「あらかじめ」

小野寺さんの作品はいつも気にしているんですけど、なかなか上京のタイミングと合わず見送っていたのですが、ひさしぶりに拝見することができました!この日は、お子様スペシャルデーのような日だったらしく、会場にたくさんのお子さまたちが!なので、普段の劇場の空気とはかなり違っていましたが、偶然八嶋さんのツイートでその情報を仕入れていたので、ならばそれはそういうものとして楽しもうと。八嶋さんもお子さま連れでいらしていたみたいですね。

役者の動きを見ているだけでも飽きさせません。背広と帽子とかばんだけであれだけ豊かなシーンを見せることができるんだからすごいよなあ。そんな小野寺さんならではの振り付けが冴え渡るのも面白かったんですが、円形のあの舞台をときにはリアルなサイズに、時には大平原にみせてしまうあの演出力に一番おどろいたかもしれない。
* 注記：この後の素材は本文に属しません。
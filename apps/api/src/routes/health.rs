use axum::{extract::State, Json};
use serde_json::{json, Value};

use crate::state::AppState;

/// GET /health
/// Returns a simple status object with service version and the configured model.
pub async fn health_handler(State(state): State<AppState>) -> Json<Value> {
    Json(json!({
        "status": "ok",
        "version": env!("CARGO_PKG_VERSION"),
        "service": "reasoning-analyzer",
        "model": state.orchestrator.model(),
        "generation_timeout_secs": state.config.generation_timeout.as_secs()
    }))
}
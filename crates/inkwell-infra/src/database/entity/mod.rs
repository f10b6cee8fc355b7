//! SeaORM entities and their conversions to domain types.

pub mod comment;
pub mod post;
pub mod revoked_token;
pub mod user;
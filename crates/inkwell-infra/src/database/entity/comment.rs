//! Comment entity for SeaORM.

use sea_orm::Set;
use sea_orm::entity::prelude::*;

#[derive(Clone, Debug, PartialEq, Eq, DeriveEntityModel)]
#[sea_orm(table_name = "comments")]
pub struct Model {
    #[sea_orm(primary_key, auto_increment = false)]
    pub id: Uuid,
    pub post_id: Uuid,
    pub author_id: Uuid,
    #[sea_orm(column_type = "Text")]
    pub content: String,
    pub created_at: DateTimeWithTimeZone,
    pub updated_at: DateTimeWithTimeZone,
}

#[derive(Copy, Clone, Debug, EnumIter, DeriveRelation)]
pub enum Relation {
    #[sea_orm(
        belongs_to = "super::post::Entity",
        from = "Column::PostId",
        to = "super::post::Column::Id",
        on_update = "Cascade",
        on_delete = "Cascade"
    )]
    Post,
    #[sea_orm(
        belongs_to = "super::user::Entity",
        from = "Column::AuthorId",
        to = "super::user::Column::Id",
        on_update = "Cascade",
        on_delete = "Cascade"
    )]
    Author,
}

impl Related<super::post::Entity> for Entity {
    fn to() -> RelationDef {
        Relation::Post.def()
    }
}

impl Related<super::user::Entity> for Entity {
    fn to() -> RelationDef {
        Relation::Author.def()
    }
}

impl ActiveModelBehavior for ActiveModel {}

impl From<Model> for inkwell_core::domain::Comment {
    fn from(model: Model) -> Self {
        Self {
            id: model.id,
            post_id: model.post_id,
            author_id: model.author_id,
            content: model.content,
            created_at: model.created_at.into(),
            updated_at: model.updated_at.into(),
        }
    }
}

impl From<inkwell_core::domain::Comment> for ActiveModel {
    fn from(comment: inkwell_core::domain::Comment) -> Self {
        Self {
            id: Set(comment.id),
            post_id: Set(comment.post_id),
            author_id: Set(comment.author_id),
            content: Set(comment.content),
            created_at: Set(comment.created_at.into()),
            updated_at: Set(comment.updated_at.into()),
        }
    }
}
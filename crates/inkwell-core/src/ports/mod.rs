//! Ports - trait definitions for external dependencies.
//! These are the "interfaces" that infrastructure must implement.

mod auth;
mod repository;
mod storage;

pub use auth::{AuthError, PasswordService, RevocationStore, TokenClaims, TokenService};
pub use repository::{BaseRepository, CommentRepository, PostRepository, UserRepository};
pub use storage::{FileStorage, StorageError, Upload};
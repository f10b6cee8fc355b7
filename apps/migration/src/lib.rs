//! Database schema for the Inkwell API.

pub use sea_orm_migration::prelude::*;

mod m20260101_000001_create_tables;

pub struct Migrator;

#[async_trait::async_trait]
impl MigratorTrait for Migrator {
    fn migrations() -> Vec<Box<dyn MigrationTrait>> {
        vec![Box::new(m20260101_000001_create_tables::Migration)]
    }
}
中でも、とてつもなくミニマムだった世界が、役者の動きひとつでリアルサイズになり、あの円形劇場の外周までも舞台構造に組み込んでしまったのには舌を巻きました。ラジコンカーをここまで舞台の中で「見せる」物体として登場させたのは見たことがない。いやあすごい。

たった一瞬の出来事を、何倍にも何倍にも拡大して顕微鏡で世界をのぞき見たような感覚のある舞台でした。最後の終わり方がとてつもなく私好み。
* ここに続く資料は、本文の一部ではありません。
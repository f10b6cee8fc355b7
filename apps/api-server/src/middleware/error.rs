//! Error handling - every failure becomes a JSON body with a `message`.

use actix_web::{HttpRequest, HttpResponse, ResponseError, error, http::StatusCode, web};
use inkwell_core::error::{DomainError, RepoError};
use inkwell_core::ports::{AuthError, StorageError};
use inkwell_shared::ErrorResponse;

/// Application-level error type rendered as an [`ErrorResponse`].
#[derive(Debug, thiserror::Error)]
pub enum AppError {
    #[error("Not found: {0}")]
    NotFound(String),
    #[error("Bad request: {0}")]
    BadRequest(String),
    #[error("Unauthorized: {0}")]
    Unauthorized(String),
    #[error("Forbidden: {0}")]
    Forbidden(String),
    #[error("Unprocessable: {0}")]
    Unprocessable(String),
    #[error("Internal error: {0}")]
    Internal(String),
}

impl ResponseError for AppError {
    fn status_code(&self) -> StatusCode {
        match self {
            AppError::NotFound(_) => StatusCode::NOT_FOUND,
            AppError::BadRequest(_) => StatusCode::BAD_REQUEST,
            AppError::Unauthorized(_) => StatusCode::UNAUTHORIZED,
            AppError::Forbidden(_) => StatusCode::FORBIDDEN,
            AppError::Unprocessable(_) => StatusCode::UNPROCESSABLE_ENTITY,
            AppError::Internal(_) => StatusCode::INTERNAL_SERVER_ERROR,
        }
    }

    fn error_response(&self) -> HttpResponse {
        let error = match self {
            AppError::NotFound(msg) => ErrorResponse::not_found(msg),
            AppError::BadRequest(msg) => ErrorResponse::bad_request(msg),
            AppError::Unauthorized(msg) => ErrorResponse::unauthorized(msg),
            AppError::Forbidden(msg) => ErrorResponse::forbidden(msg),
            AppError::Unprocessable(msg) => ErrorResponse::unprocessable(msg),
            AppError::Internal(detail) => {
                tracing::error!("Internal error: {}", detail);
                ErrorResponse::internal_error()
            }
        };

        HttpResponse::build(self.status_code()).json(error)
    }
}

impl From<DomainError> for AppError {
    fn from(err: DomainError) -> Self {
        match err {
            DomainError::NotFound { entity_type, .. } => {
                AppError::NotFound(format!("{entity_type} not found"))
            }
            DomainError::Validation(msg) | DomainError::Duplicate(msg) => AppError::BadRequest(msg),
            DomainError::Unauthorized => AppError::Unauthorized("Invalid credentials".to_string()),
            DomainError::Forbidden => AppError::Forbidden("Forbidden: Not the author".to_string()),
            DomainError::Conflict(conflict) => AppError::Unprocessable(conflict.to_string()),
            DomainError::Internal(msg) => AppError::Internal(msg),
        }
    }
}

impl From<RepoError> for AppError {
    fn from(err: RepoError) -> Self {
        match err {
            RepoError::NotFound => AppError::NotFound("Resource not found".to_string()),
            RepoError::Constraint(msg) => {
                tracing::warn!("Database constraint violated: {}", msg);
                AppError::Internal(format!("constraint: {msg}"))
            }
            RepoError::Connection(msg) => {
                tracing::error!("Database connection error: {}", msg);
                AppError::Internal("Database error".to_string())
            }
            RepoError::Query(msg) => {
                tracing::error!("Database query error: {}", msg);
                AppError::Internal("Database error".to_string())
            }
        }
    }
}

impl From<AuthError> for AppError {
    fn from(err: AuthError) -> Self {
        match err {
            AuthError::InvalidCredentials => {
                AppError::Unauthorized("Invalid credentials".to_string())
            }
            AuthError::TokenExpired => AppError::Unauthorized("Token expired".to_string()),
            AuthError::InvalidToken(reason) => {
                tracing::debug!("Rejected token: {}", reason);
                AppError::Unauthorized("Invalid token".to_string())
            }
            AuthError::TokenRevoked => {
                AppError::Unauthorized("Token has been revoked".to_string())
            }
            AuthError::MissingAuth => {
                AppError::Unauthorized("Authentication required".to_string())
            }
            AuthError::HashingError(msg) => AppError::Internal(format!("password hashing: {msg}")),
            AuthError::Store(msg) => AppError::Internal(format!("revocation store: {msg}")),
        }
    }
}

impl From<StorageError> for AppError {
    fn from(err: StorageError) -> Self {
        AppError::Internal(err.to_string())
    }
}

/// Malformed JSON bodies.
pub fn json_config() -> web::JsonConfig {
    web::JsonConfig::default().error_handler(|err: error::JsonPayloadError, _: &HttpRequest| {
        AppError::BadRequest(err.to_string()).into()
    })
}

/// Malformed `application/x-www-form-urlencoded` bodies.
pub fn form_config() -> web::FormConfig {
    web::FormConfig::default().error_handler(|err: error::UrlencodedError, _: &HttpRequest| {
        AppError::BadRequest(err.to_string()).into()
    })
}

/// Malformed query strings, e.g. a non-numeric `page`.
pub fn query_config() -> web::QueryConfig {
    web::QueryConfig::default().error_handler(|err: error::QueryPayloadError, _: &HttpRequest| {
        AppError::BadRequest(err.to_string()).into()
    })
}

/// Path segments that do not parse (a post id that is not a UUID) name no
/// resource.
pub fn path_config() -> web::PathConfig {
    web::PathConfig::default().error_handler(|_: error::PathError, _: &HttpRequest| {
        AppError::NotFound("Resource not found".to_string()).into()
    })
}

/// Result type alias for handlers.
pub type AppResult<T> = Result<T, AppError>;

#[cfg(test)]
mod tests {
    use super::*;
    use actix_web::body::to_bytes;
    use inkwell_core::StateConflict;
    use uuid::Uuid;

    #[test]
    fn test_domain_errors_map_to_statuses() {
        let cases = [
            (DomainError::not_found("Post", Uuid::new_v4()), StatusCode::NOT_FOUND),
            (DomainError::Validation("x".into()), StatusCode::BAD_REQUEST),
            (DomainError::Duplicate("x".into()), StatusCode::BAD_REQUEST),
            (DomainError::Unauthorized, StatusCode::UNAUTHORIZED),
            (DomainError::Forbidden, StatusCode::FORBIDDEN),
            (
                DomainError::Conflict(StateConflict::AlreadyPublished),
                StatusCode::UNPROCESSABLE_ENTITY,
            ),
            (DomainError::Internal("x".into()), StatusCode::INTERNAL_SERVER_ERROR),
        ];

        for (err, status) in cases {
            assert_eq!(AppError::from(err).status_code(), status);
        }
    }

    #[test]
    fn test_not_found_names_the_entity() {
        let err = AppError::from(DomainError::not_found("Post", Uuid::new_v4()));
        assert!(matches!(err, AppError::NotFound(msg) if msg == "Post not found"));
    }

    #[test]
    fn test_auth_errors_are_unauthorized_except_internal_failures() {
        assert_eq!(
            AppError::from(AuthError::TokenRevoked).status_code(),
            StatusCode::UNAUTHORIZED
        );
        assert_eq!(
            AppError::from(AuthError::MissingAuth).status_code(),
            StatusCode::UNAUTHORIZED
        );
        assert_eq!(
            AppError::from(AuthError::Store("down".into())).status_code(),
            StatusCode::INTERNAL_SERVER_ERROR
        );
    }

    #[actix_web::test]
    async fn test_internal_error_hides_details() {
        let resp = AppError::Internal("connection refused at 10.0.0.3".into()).error_response();
        assert_eq!(resp.status(), StatusCode::INTERNAL_SERVER_ERROR);

        let body = to_bytes(resp.into_body()).await.unwrap();
        let json: serde_json::Value = serde_json::from_slice(&body).unwrap();
        assert_eq!(json["message"], "Internal server error");
        assert!(!String::from_utf8_lossy(&body).contains("10.0.0.3"));
    }

    #[actix_web::test]
    async fn test_state_conflict_message_reaches_client() {
        let resp = AppError::from(DomainError::from(StateConflict::EditNotAllowed)).error_response();
        let body = to_bytes(resp.into_body()).await.unwrap();
        let json: serde_json::Value = serde_json::from_slice(&body).unwrap();

        assert_eq!(json["status"], 422);
        assert_eq!(
            json["message"],
            "Post is already published. Unpublish before updating."
        );
    }
}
藤田桃子さんや佐藤亮介さん、そして小野寺さんの身体性のすばらしさは言わずもがなですが、中山さんや宮下さんも違和感なくそのなかに溶け込んでいてよかったです。中山さんは最近ほんとにいろんな種類の舞台に顔を出してらっしゃいますよね。

客席は8割程度の入りでしたでしょうか。開演前に小野寺さんが舞台上にかけあがって挨拶をされました。被災者へのお見舞いの言葉、そして「来てくださったことに感謝します。がんばります」と。そうそう、青山円形にあがるエレベーター2基のうち、1つは節電のために運転を停止していました。はじめて階段であがったかもしれない。でも、そういえばたった3階の話なんですよね。なんであんなにかたくなにエレベーターであがろうとしていたんだろう。これもひとつの節電効果、かもしれない。